This originally started off as an ode to someone who turned 21 the past year. But, I soon realized, that although my admiration is immense, and my love great, there is very little I have to say beyond a certain point, which can be done within limits of decency. A show of cards is not possible on this particular table, some will always be kept close to my chest.
However, 21 is important in the game of cards, blackjack or teen patti. A classic example of probability theory, I first learnt of this in the 90’s along with a bunch of other confused 12th graders. Confused because, for some reason, we had all opted for maths, despite hating it to the core. I couldn’t even hate it. I didn’t get it. I remember a teacher laughing out of sheer mirth, since the answer to a question I provided back in 4th grade was so ludicrous. I guess, she also realized I would say anything to get the ordeal over with. Kindly, she suggested ways to increase my mathematical abilities. Do puzzles, count stones, play around with number quizzes, etc, so on and so forth. Basically, face the fear of the math and vanquish that numerical demon.
Easier said than done. I continued in denial mode, relying on the kindness of vegetable vendors, sundry strangers and my own stubbornness to resolve petty maths problems, only to land up in Maths 103 taught by Prof. Moogat in Wadia College. It was the kind of class that had wooden rafters on the ceiling. The classroom itself was the entire size of my 2 BHK house. I was humbled. Why would a maths class need such a roomy lecture hall? All the interesting and popular guys and girls never attended a lecture except to sign the roster and move out while the professor had his back turned.

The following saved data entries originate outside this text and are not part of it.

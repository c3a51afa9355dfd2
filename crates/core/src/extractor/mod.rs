//! Format detection and ISBN extraction for book files.
//!
//! Formats are modelled as a capability pair: a [`FormatDetector`] that
//! sniffs content, and one [`BookExtractor`] per [`FormatTag`], looked up
//! in an [`ExtractorSet`] keyed by the detected tag.
//!
//! # Example
//!
//! ```ignore
//! use arkivist_core::extractor::{ExtractionConfig, ExtractorSet};
//!
//! let extractors = ExtractorSet::standard(ExtractionConfig::default());
//! let format = extractors.detect_format(path).await?;
//! ```

mod config;
mod epub;
mod error;
mod pdf;
mod sniff;
mod traits;
mod types;

pub use config::ExtractionConfig;
pub use epub::EpubExtractor;
pub use error::ExtractorError;
pub use pdf::PdfExtractor;
pub use sniff::MagicSniffer;
pub use traits::{BookExtractor, FormatDetector};
pub use types::{DetectedFormat, FormatTag};

use std::collections::HashMap;
use std::path::Path;
use std::sync::Arc;

/// The detector plus the registered per-format extractors.
#[derive(Clone)]
pub struct ExtractorSet {
    detector: Arc<dyn FormatDetector>,
    extractors: HashMap<FormatTag, Arc<dyn BookExtractor>>,
}

impl ExtractorSet {
    /// Creates an empty set around a detector.
    pub fn new(detector: Arc<dyn FormatDetector>) -> Self {
        Self {
            detector,
            extractors: HashMap::new(),
        }
    }

    /// Magic-byte sniffing with the PDF and EPUB extractors.
    pub fn standard(config: ExtractionConfig) -> Self {
        Self::new(Arc::new(MagicSniffer::new()))
            .with_extractor(Arc::new(PdfExtractor::new(config.clone())))
            .with_extractor(Arc::new(EpubExtractor::new(config)))
    }

    /// Registers an extractor under its own format tag, replacing any previous one.
    pub fn with_extractor(mut self, extractor: Arc<dyn BookExtractor>) -> Self {
        self.extractors.insert(extractor.format(), extractor);
        self
    }

    pub async fn detect_format(&self, path: &Path) -> Result<DetectedFormat, ExtractorError> {
        self.detector.detect_format(path).await
    }

    /// Runs the extractor registered for `format`.
    pub async fn extract_first_isbn(
        &self,
        path: &Path,
        format: FormatTag,
    ) -> Result<Option<String>, ExtractorError> {
        match self.extractors.get(&format) {
            Some(extractor) => extractor.extract_first_isbn(path).await,
            None => Err(ExtractorError::UnsupportedFormat {
                path: path.to_path_buf(),
                format: format.to_string(),
            }),
        }
    }

    pub fn supports(&self, format: FormatTag) -> bool {
        self.extractors.contains_key(&format)
    }
}

/// Reads a whole file, refusing anything above `limit` bytes.
pub(crate) async fn read_bounded(path: &Path, limit: u64) -> Result<Vec<u8>, ExtractorError> {
    let meta = tokio::fs::metadata(path)
        .await
        .map_err(|e| ExtractorError::io(path, e))?;
    if meta.len() > limit {
        return Err(ExtractorError::TooLarge {
            path: path.to_path_buf(),
            size_bytes: meta.len(),
            limit_bytes: limit,
        });
    }
    tokio::fs::read(path)
        .await
        .map_err(|e| ExtractorError::io(path, e))
}

#[cfg(test)]
mod tests {
    use super::*;
    use tempfile::TempDir;

    #[tokio::test]
    async fn test_missing_extractor_is_unsupported() {
        let set = ExtractorSet::new(Arc::new(MagicSniffer::new()))
            .with_extractor(Arc::new(PdfExtractor::new(ExtractionConfig::default())));

        assert!(set.supports(FormatTag::Pdf));
        assert!(!set.supports(FormatTag::Epub));

        let result = set
            .extract_first_isbn(Path::new("/tmp/book.epub"), FormatTag::Epub)
            .await;
        assert!(matches!(result, Err(ExtractorError::UnsupportedFormat { .. })));
    }

    #[tokio::test]
    async fn test_read_bounded_rejects_large_files() {
        let temp = TempDir::new().unwrap();
        let path = temp.path().join("big.pdf");
        tokio::fs::write(&path, vec![0u8; 2048]).await.unwrap();

        assert!(matches!(
            read_bounded(&path, 1024).await,
            Err(ExtractorError::TooLarge { size_bytes: 2048, .. })
        ));
        assert_eq!(read_bounded(&path, 4096).await.unwrap().len(), 2048);
    }
}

Later, that same room resembled a tin can of sardines. Prof. Moogat began his class, and we had kids sitting on the big French window panes, which could seat 4 skinny boys very comfortably. And well, they were all pretty skinny, back then. So was Prof Moogat, skinny, but vital, in a suit and tie in mid March. I wondered why he bothered to dress up, but that was clear when he began to speak. The man meant business. He didn’t care, if you were here to please your unbelieveably difficult to please parents, to get out of language studies, or to make up for attendance. He was here to teach and he would do a bloody good gaandphat job of it, while cussing like a sailor’s parrot (he sounded like one). Apart from his cussing with ease and ability, which I adored, he looked extremely weird, but intelligent with hawk eyes that you didn’t want glaring at you in anger. And anyway, he made the subject so awesome, you even ended up in the improbable position of enjoying probability theory.
So, what is the theory about? Simple. Say, you’ve got 3 cards. You want to get the total of 21 with the value of the cards, combined. You can get it by in various permutations and combinations. It could be 10 plus 10 plus 1, 3 sevens, 4 times 5 plus 1.

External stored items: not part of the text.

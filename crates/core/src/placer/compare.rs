//! Byte-for-byte file comparison.

use std::io;
use std::path::Path;
use tokio::fs::{self, File};
use tokio::io::AsyncReadExt;

/// True when both files have the same length and the same bytes.
///
/// Sizes are compared first; content is then read in `chunk_size` pieces
/// and the comparison stops at the first differing chunk.
pub async fn files_identical(a: &Path, b: &Path, chunk_size: usize) -> io::Result<bool> {
    let (meta_a, meta_b) = (fs::metadata(a).await?, fs::metadata(b).await?);
    if meta_a.len() != meta_b.len() {
        return Ok(false);
    }

    let chunk_size = chunk_size.max(1);
    let mut file_a = File::open(a).await?;
    let mut file_b = File::open(b).await?;
    let mut buf_a = vec![0u8; chunk_size];
    let mut buf_b = vec![0u8; chunk_size];

    loop {
        let n_a = read_full(&mut file_a, &mut buf_a).await?;
        let n_b = read_full(&mut file_b, &mut buf_b).await?;
        if n_a != n_b || buf_a[..n_a] != buf_b[..n_b] {
            return Ok(false);
        }
        if n_a == 0 {
            return Ok(true);
        }
    }
}

/// Fills `buf` unless EOF comes first; returns the number of bytes read.
async fn read_full(file: &mut File, buf: &mut [u8]) -> io::Result<usize> {
    let mut filled = 0;
    while filled < buf.len() {
        let n = file.read(&mut buf[filled..]).await?;
        if n == 0 {
            break;
        }
        filled += n;
    }
    Ok(filled)
}

#[cfg(test)]
mod tests {
    use super::*;
    use tempfile::TempDir;

    async fn write(dir: &Path, name: &str, content: &[u8]) -> std::path::PathBuf {
        let path = dir.join(name);
        fs::write(&path, content).await.unwrap();
        path
    }

    #[tokio::test]
    async fn test_identical_across_chunk_boundaries() {
        let temp = TempDir::new().unwrap();
        let content: Vec<u8> = (0..10_000u32).map(|i| (i % 251) as u8).collect();
        let a = write(temp.path(), "a", &content).await;
        let b = write(temp.path(), "b", &content).await;

        assert!(files_identical(&a, &b, 64).await.unwrap());
        assert!(files_identical(&a, &b, 1024 * 1024).await.unwrap());
    }

    #[tokio::test]
    async fn test_same_size_different_tail() {
        let temp = TempDir::new().unwrap();
        let mut other: Vec<u8> = vec![7u8; 4096];
        let a = write(temp.path(), "a", &other).await;
        other[4095] = 8;
        let b = write(temp.path(), "b", &other).await;

        assert!(!files_identical(&a, &b, 1000).await.unwrap());
    }

    #[tokio::test]
    async fn test_different_sizes() {
        let temp = TempDir::new().unwrap();
        let a = write(temp.path(), "a", b"short").await;
        let b = write(temp.path(), "b", b"shorter").await;
        assert!(!files_identical(&a, &b, 4).await.unwrap());
    }

    #[tokio::test]
    async fn test_empty_files_identical() {
        let temp = TempDir::new().unwrap();
        let a = write(temp.path(), "a", b"").await;
        let b = write(temp.path(), "b", b"").await;
        assert!(files_identical(&a, &b, 16).await.unwrap());
    }

    #[tokio::test]
    async fn test_missing_file_is_error() {
        let temp = TempDir::new().unwrap();
        let a = write(temp.path(), "a", b"x").await;
        assert!(files_identical(&a, &temp.path().join("missing"), 16)
            .await
            .is_err());
    }
}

Basically, there are many ways to a particular destination. You can get there in many ways, all of which are dictated by the cards you get, the ones you choose to let go, and the ones the other players let go of or that come from the deck and you choose to keep.
I sat in the lecture hall for a good 15 minutes, after everyone dispersed. Just basking in the glow of having understood it all, for once. Savoring the fact that, there was some element of choice. 2 plus 2 is not the only way to get to 4! You can add 3 plus 1! Of course, there is a limited range of probabilities, but that is what is interesting. It’s all probable. As in, within the realm of being done. After years of trying to understand possibilities in terms of life, career, education, it was nice to know, there are probabilities and they are all up to one’s choice. Again, you may find the longest or shortest way to get that elusive 21. You may delay things by choosing the wrong card at the wrong time, letting go of the right one at the wrong time and the probability that you can get it back again depends on whether it’s chosen by another or not or emerges for you, later. There, I think, gut instinct and standing by your choice is what matters.
I will now fast forward to a last lecture in the same lecture hall. The entire class was in tears. We had just finished our final prelims, and were headed for the final frontier. Prof. Moogat’s last class was legend and you didn’t miss it. If you did, you knew there was no probability of getting back to it. He spoke not of math, but of life and somehow the old hawk had a unique take on it, too.
Priceless pears of wisdom like, “I have great faith in the bureaucracy, they will always **** things up.” “When people give up in life, they decide to change the young.” But, the one I really loved was his unabashed admission that Indians didn’t value hard work or encourage it. In his view, our greatest deficiency was being unable to work on a level of personal integrity and give the job it’s due. After seeing a year of thrilling maths lectures delivered in spiffy suits and fantastic ties, I knew he meant every word.